December
2009
The Importance of Being Earnest: How the characters Gwendolyn and Cecily break gender roles?2
The Importance of Being Earnest, by Oscar Wilde, is a parody of Victorian upper-class families. The humoristic and ironical aspects are concerned with the issues of being sincere, earnest, trivial, worthy, stylish, and worried with appearance, worried with the society aims, the values of marriage, education and also with the role each one has to pretend in society. So the books criticize the superficiality of a group of people who stresses the appearance, the social rules, and the conventions. The people who put apart those ideals are considered nothing, no important, and they are criticize and ignored in society. One famous statement which represents those aims in society is: “Never speak disrespectfully of Society, Algernon” (Act III).
These principles and social rules are considered very important to young people, as Gwendolen and Cecily show us in the book. One good example is the name Earnest. Both women were worried in find a husband with that name, because according to Gwendolen this name “inspires absolute confidence” and Gwendolen, for example, try to find John, and said to her mother she wants to get married with him. Cecily, for example, make some comments in a conversation with Algy that his name, in her diary, is Earnest, so she dreamed of and made creations with someone called Earnest, their romance, their break up, and so on. For those reasons, Algy and John, who did not have this name, want to change their names quickly to get married with them. At this point, we can notice how the two women are manipulating them. In Victorian society, for instance, young ladies are governed by the gender rules which involve not only being innocent, pure, sweet, elegant but mainly submissive to the values and decisions imposed by their family. So they somehow transgress the role imposed on Victorian women.
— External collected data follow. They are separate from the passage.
//! Wetland segmentation patch pipeline.
//!
//! Co-registered rasters for one tile are stacked into a multi-band grid,
//! fixed-size patches are cut around labeled polygons and from label-free
//! background, and the patches are packaged as train/validation `.npy`
//! arrays with a JSON descriptor carrying per-band statistics and
//! normalization rules. Descriptors from several tiles merge into one, and
//! [`dataset::PatchDataset`] serves normalized patches back to a trainer.

pub mod config;
pub mod dataset;
pub mod error;
pub mod extract;
pub mod files;
pub mod labels;
pub mod merge;
pub mod metadata;
pub mod normalization;
pub mod package;
pub mod raster;
pub mod sampler;
pub mod stack;
pub mod stats;

#[cfg(test)]
pub(crate) mod test_support;

pub use config::{PipelineConfig, RasterSource};
pub use dataset::{class_weights, PatchDataset};
pub use error::{PipelineError, Result};
pub use extract::{extract, Extraction, Patch};
pub use files::{find_patch_files, PatchFiles};
pub use labels::{load_label_grid, load_polygons, LabelGrid, LabelPolygon};
pub use merge::{load_and_merge, merge};
pub use metadata::MetadataDescriptor;
pub use normalization::NormalizationRule;
pub use package::{package_tile, PackagedTile};
pub use sampler::{sample_tile, SampledPatches, SamplingParams, SamplingReport};
pub use stack::{load_tile_stack, TileStack};
pub use stats::BandStats;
Gwendolen does not want to wait for her mother’s permission to get engaged with her Earnest (Act II). So, she tries to find out him, she met Cecily and talk about their, possible relationship, and Cecily, for example, refuses to wait much time, going against what should be expected from an eighteen-year-old girl, and she says: “I don’t think I would care to catch a sensible man. I shouldn’t know what to talk to him about”.
In this way, it is clear that in this case people from society will expect a different behave because she is well educated, she should want to have a desire of having a sensible man by her side, which is the opposite as it is seen above (Act II). In act III, their to manipulate is clear when they said among them:
Gwendolen: The fact that they did not follow us at once into the house, as anyone else would have done, seems to me to show that they have some sense of shame left.
Cecily: They have been eating muffins. That looks like repentance.
Women at that time would be revolt, but they will not express this, they will suffer, cry, and do what the society expects from them. Throughout these manipulations, they achieve their goal, to get married with a man called Earnest.

Gwendolen tells Jack to propose to her, Cecily announces she is engaged to Ernest/Algernon. They make their own decisions within the rules of society.